WHAT YOU WILL DO> The answer must be the full listing, restated word for word.

INFORMATION SHOWN>

//! Server lifecycle: bind, serve, graceful shutdown.

use std::net::SocketAddr;

use thiserror::Error;
use tokio::net::TcpListener;
use tokio::sync::oneshot;
use tokio::task::JoinHandle;

use super::router::{build_router, ApiContext};

#[derive(Debug, Error)]
pub enum ServerError {
    #[error("could not bind {addr}: {source}")]
    Bind {
        addr: SocketAddr,
        source: std::io::Error,
    },
}

/// A running server. Dropping the handle leaves the server running;
/// call [`ServerHandle::shutdown`] to stop it.
pub struct ServerHandle {
    addr: SocketAddr,
    shutdown: Option<oneshot::Sender<()>>,
    task: JoinHandle<()>,
}

impl ServerHandle {
    /// Address actually bound, useful when the requested port was 0.
    pub fn addr(&self) -> SocketAddr {
        self.addr
    }

    /// Stop accepting connections and wait for in-flight requests.
    pub async fn shutdown(mut self) {
        if let Some(tx) = self.shutdown.take() {
            let _ = tx.send(());
        }
        let _ = self.task.await;
    }
}

/// Bind `addr` and serve the API in a background task.
pub async fn start(addr: SocketAddr, ctx: ApiContext) -> Result<ServerHandle, ServerError> {
    let listener = TcpListener::bind(addr)
        .await
        .map_err(|source| ServerError::Bind { addr, source })?;
    let local = listener
        .local_addr()
        .map_err(|source| ServerError::Bind { addr, source })?;

    let (shutdown_tx, shutdown_rx) = oneshot::channel::<()>();
    let router = build_router(ctx);

    let task = tokio::spawn(async move {
        let serve = axum::serve(listener, router).with_graceful_shutdown(async move {
            let _ = shutdown_rx.await;
        });
        if let Err(err) = serve.await {
            tracing::error!(error = %err, "server exited with error");
        }
    });

    tracing::info!(addr = %local, "HTTP server listening");
    Ok(ServerHandle {
        addr: local,
        shutdown: Some(shutdown_tx),
        task,
    })
}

EXPECTED ANSWER>
//! Server lifecycle: bind, serve, graceful shutdown.

use std::net::SocketAddr;

use thiserror::Error;
use tokio::net::TcpListener;
use tokio::sync::oneshot;
use tokio::task::JoinHandle;

use super::router::{build_router, ApiContext};

#[derive(Debug, Error)]
pub enum ServerError {
    #[error("could not bind {addr}: {source}")]
    Bind {
        addr: SocketAddr,
        source: std::io::Error,
    },
}

/// A running server. Dropping the handle leaves the server running;
/// call [`ServerHandle::shutdown`] to stop it.
pub struct ServerHandle {
    addr: SocketAddr,
    shutdown: Option<oneshot::Sender<()>>,
    task: JoinHandle<()>,
}

impl ServerHandle {
    /// Address actually bound, useful when the requested port was 0.
    pub fn addr(&self) -> SocketAddr {
        self.addr
    }

    /// Stop accepting connections and wait for in-flight requests.
    pub async fn shutdown(mut self) {
        if let Some(tx) = self.shutdown.take() {
            let _ = tx.send(());
        }
        let _ = self.task.await;
    }
}

/// Bind `addr` and serve the API in a background task.
pub async fn start(addr: SocketAddr, ctx: ApiContext) -> Result<ServerHandle, ServerError> {
    let listener = TcpListener::bind(addr)
        .await
        .map_err(|source| ServerError::Bind { addr, source })?;
    let local = listener
        .local_addr()
        .map_err(|source| ServerError::Bind { addr, source })?;

    let (shutdown_tx, shutdown_rx) = oneshot::channel::<()>();
    let router = build_router(ctx);

    let task = tokio::spawn(async move {
        let serve = axum::serve(listener, router).with_graceful_shutdown(async move {
            let _ = shutdown_rx.await;
        });
        if let Err(err) = serve.await {
            tracing::error!(error = %err, "server exited with error");
        }
    });

    tracing::info!(addr = %local, "HTTP server listening");
    Ok(ServerHandle {
        addr: local,
        shutdown: Some(shutdown_tx),
        task,
    })
}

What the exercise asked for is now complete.